Giant Costco Copycat Gluten Free Strawberry Rhubarb Muffins
These are the perfect spring breakfast treat - or snack! - packed with fresh rhubarb and strawberries
Prep Time20 minutes mins
Cook Time40 minutes mins
Cooling time15 minutes mins
Course: Breakfast, Snack
Cuisine: American
Diet: Gluten Free
Keyword: breakfast, costco muffins, easy, giant, gluten free, muffins, rhubarb, strawberry, strawberry rhubarb
Servings: 6 giant muffins
Calories: 500kcal
Author: Amelia Farber
- 4 large eggs
- 1 1/2 Cups white sugar
- 1/2 Cup canola oil
- 2/3 Cup salted butter browned (instructions below)
- 1 Cup milk
- 1/2 Cup sour cream
- 2 1/2 tsp vanilla extract
- 1/4 tsp ground ginger
- 2 Cups gluten fre 1-1 flour mix with xanthan gum included (if your mix does not have xanthan gum, add 1 teaspoon of it now)
- 1/2 Cup sweet rice flour
- 1/2 Cup packed blanched almond flour
- 2 3/4 tsp baking powder
- 3/4 tsp salt
- 1 1/2 Cups hulled chopped strawberries - plus a few extra for topping into 1/2 inch pieces
- 1 1/2 Cups peels and chopped rhubarb - plus a few extra for topping into 1/2 inch slices
First, make your browned butter! In a small saucepan over medium-low heat, melt the 3/4 cup of salted butter and stir constantly until melted and simmering. Continue to simmer, on medium heat, for at least a few minutes, until the popping and hissing sounds have completely subsided (this is the water in the butter burning off – you’ll know once it’s silent). Continue to cook, stirring constantly, until the butter reaches a deep amber color and smells nutty or caramelly. The butter may foam, so keep stirring/lifting up spoonfuls of the butter to see the color. The browned milk solids will foam up in the center of the pan – once it does that- immediately take off the burner and let sit for a few minutes, then pour (scrape ALL of the brown bits – that's the flavor!) into a heat-proof small bowl and let it cool to just above room temp (but not solid).

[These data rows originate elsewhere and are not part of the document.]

//! Error type shared by the storage, settings, export and timer layers.
//!
//! Command handlers work with `anyhow::Result` and convert these errors with
//! `?`. Library code returns [`Result`] so callers can match on the failure
//! kind (a storage fault versus a misuse of the timer, for example).

use thiserror::Error;

#[derive(Error, Debug)]
pub enum Error {
    /// The storage engine rejected an open, read or write.
    #[error("Storage error: {0}")]
    Storage(#[from] rusqlite::Error),

    /// The storage worker thread is gone and can no longer accept requests.
    #[error("Storage worker is not running")]
    WorkerGone,

    #[error("Database migration error: {0}")]
    Migration(String),

    /// A stored row failed required-field validation on read.
    #[error("Malformed record in '{table}' ({key}): {reason}")]
    MalformedRecord { table: &'static str, key: String, reason: String },

    /// The settings file exists but cannot be decoded; it is left untouched.
    #[error("Settings file '{path}' is unreadable: {reason}")]
    MalformedSettings { path: String, reason: String },

    #[error("End time {end} is before start time {start}")]
    InvalidInterval { start: String, end: String },

    #[error("A timer session is already running")]
    SessionAlreadyRunning,

    #[error("No timer session is running")]
    NoRunningSession,

    #[error("I/O error: {0}")]
    Io(#[from] std::io::Error),

    #[error("JSON error: {0}")]
    Json(#[from] serde_json::Error),

    #[error("CSV error: {0}")]
    Csv(#[from] csv::Error),
}

pub type Result<T> = std::result::Result<T, Error>;
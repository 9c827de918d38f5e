use super::migrations::init_with_migrations;
use crate::libs::data_storage::DataStorage;
use crate::libs::error::{Error, Result};
use rusqlite::Connection;
use std::path::{Path, PathBuf};
use std::thread;
use tokio::sync::{mpsc, oneshot};

pub const DB_FILE_NAME: &str = "worktimer.db";

type Job = Box<dyn FnOnce(&mut Connection) + Send + 'static>;

/// Handle to the database connection.
///
/// The connection lives on a dedicated worker thread. Requests are queued on
/// an unbounded channel and executed one at a time in submission order; the
/// caller awaits a oneshot completion. A submitted request always runs to
/// completion, even if the awaiting future is dropped. Cloning the handle is
/// cheap; the worker stops once every clone is gone and the queue is drained.
#[derive(Clone)]
pub struct Db {
    sender: mpsc::UnboundedSender<Job>,
}

impl Db {
    /// Opens `worktimer.db` in the application data directory.
    pub fn new() -> Result<Db> {
        let db_file_path = DataStorage::new().get_path(DB_FILE_NAME)?;
        Self::open(db_file_path)
    }

    pub fn open(path: impl AsRef<Path>) -> Result<Db> {
        let path = path.as_ref();
        if let Some(parent) = path.parent() {
            if !parent.as_os_str().is_empty() && !parent.exists() {
                std::fs::create_dir_all(parent)?;
            }
        }
        let conn = Connection::open(path)?;
        tracing::debug!(path = %path.display(), "database opened");
        Self::start(conn, Some(path.to_path_buf()))
    }

    pub fn open_in_memory() -> Result<Db> {
        Self::start(Connection::open_in_memory()?, None)
    }

    fn start(mut conn: Connection, path: Option<PathBuf>) -> Result<Db> {
        init_with_migrations(&mut conn)?;

        let (sender, mut receiver) = mpsc::unbounded_channel::<Job>();
        let name = match &path {
            Some(_) => "worktimer-db".to_string(),
            None => "worktimer-db-memory".to_string(),
        };
        thread::Builder::new().name(name).spawn(move || {
            while let Some(job) = receiver.blocking_recv() {
                job(&mut conn);
            }
            tracing::debug!("database worker stopped");
        })?;

        Ok(Db { sender })
    }

    /// Runs `f` against the connection on the worker thread.
    pub async fn call<F, T>(&self, f: F) -> Result<T>
    where
        F: FnOnce(&mut Connection) -> Result<T> + Send + 'static,
        T: Send + 'static,
    {
        let (reply, response) = oneshot::channel();
        let job: Job = Box::new(move |conn| {
            // The caller may have gone away; the work is done either way.
            let _ = reply.send(f(conn));
        });
        self.sender.send(job).map_err(|_| Error::WorkerGone)?;
        response.await.map_err(|_| Error::WorkerGone)?
    }
}
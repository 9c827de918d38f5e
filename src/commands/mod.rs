//! Command-line interface.
//!
//! Each subcommand lives in its own module with an `Args` struct and an
//! async `cmd` entry point. Commands open an [`AppContext`] themselves;
//! `init` and `settings` work without touching the database.
//!
//! [`AppContext`]: crate::libs::context::AppContext

pub mod category;
pub mod export;
pub mod init;
pub mod log;
pub mod settings;
pub mod start;
pub mod task;

use crate::libs::{config::Config, context::AppContext, messages::Message};
use crate::msg_error_anyhow;
use anyhow::Result;
use clap::{Parser, Subcommand};

#[derive(Debug, Subcommand)]
enum Commands {
    #[command(about = "Configuration initialization")]
    Init(init::InitArgs),
    #[command(about = "Start the timer and record the session when it stops")]
    Start(start::StartArgs),
    #[command(about = "Show or delete recorded sessions")]
    Log(log::LogArgs),
    #[command(about = "Manage remembered task names")]
    Task(task::TaskArgs),
    #[command(about = "Manage categories")]
    Category(category::CategoryArgs),
    #[command(about = "Export the history as JSON or CSV")]
    Export(export::ExportArgs),
    #[command(about = "Show or change settings")]
    Settings(settings::SettingsArgs),
}

#[derive(Debug, Parser)]
#[command(author, version, about, long_about = None)]
#[command(arg_required_else_help(true))]
pub struct Cli {
    #[command(subcommand)]
    command: Commands,
}

impl Cli {
    pub async fn menu() -> Result<()> {
        let cli = Self::parse();
        match cli.command {
            Commands::Init(args) => init::cmd(args).await,
            Commands::Start(args) => start::cmd(args).await,
            Commands::Log(args) => log::cmd(args).await,
            Commands::Task(args) => task::cmd(args).await,
            Commands::Category(args) => category::cmd(args).await,
            Commands::Export(args) => export::cmd(args).await,
            Commands::Settings(args) => settings::cmd(args),
        }
    }
}

/// Reads the configuration and opens the stores, seeding default tasks.
///
/// Failing to open the database is fatal for every command that needs it.
pub(crate) async fn open_context() -> Result<AppContext> {
    let config = Config::read()?;
    let ctx = AppContext::open(&config).map_err(|e| msg_error_anyhow!(Message::DbOpenFailed(e.to_string())))?;
    ctx.init().await;
    Ok(ctx)
}
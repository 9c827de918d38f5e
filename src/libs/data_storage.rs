use std::env::consts::OS;
use std::env::var;
use std::fs;
use std::io;
use std::path::{Path, PathBuf};

pub const APP_NAME: &str = "worktimer";

/// Resolves files inside the per-user application data directory.
#[derive(Debug, Clone)]
pub struct DataStorage {
    base_path: PathBuf,
}

impl DataStorage {
    pub fn new() -> Self {
        let base_path = match OS {
            "windows" => var("LOCALAPPDATA").unwrap_or_else(|_| ".".into()),
            "macos" => var("HOME").unwrap_or_else(|_| ".".into()) + "/Library/Application Support",
            _ => var("HOME").unwrap_or_else(|_| ".".into()) + "/.local/share",
        };
        let base_path = Path::new(&base_path).join(APP_NAME);

        Self { base_path }
    }

    /// Storage rooted at an explicit directory instead of the platform default.
    pub fn at(base_path: impl Into<PathBuf>) -> Self {
        Self { base_path: base_path.into() }
    }

    pub fn base_path(&self) -> &Path {
        &self.base_path
    }

    pub fn get_path(&self, file_name: &str) -> io::Result<PathBuf> {
        if !self.base_path.exists() {
            fs::create_dir_all(&self.base_path)?;
        }
        Ok(self.base_path.join(file_name))
    }
}

impl Default for DataStorage {
    fn default() -> Self {
        Self::new()
    }
}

Once your browned butter is cooled but still liquid, make your muffin batter! It will need to rest for 30 minutes before baking. In a large bowl, whisk together the eggs, sugar, oil, melted cooled browned butter (you'll end up with about 1/2 cup of browned butter), sour cream, milk, and vanilla and ginger. Then, in a medium bowl, whisk together the gluten free 1-1 flour mix, sweet rice flour, almond flour, baking powder, and salt, then dump dry ingredients into the wet bowl and whisk until fully combined. Finally, fold in 1 1/2 cups each of the strawberries and rhubarb (save the rest for sprinkling on top of each muffin). Let the batter sit at room temp for 30 minutes. Finally, preheat the oven to 425° Fahrenheit and place your six 4-inch cake pans on a cookie sheet. Spray each pan with cooking spray, then spoon batter into each one evenly (they should be about 2/3-3/4 full) and sprinkle the leftover chopped strawberries and rhubarb on top of each one (just a few pieces on top of each). Bake for 5 minutes at 425 then immediately lower the temp to 350° F (do NOT open the oven door!) and let bake for 25-30 more minutes until the tops spring back with touched. Let cool nearly-completely before turning out and eating!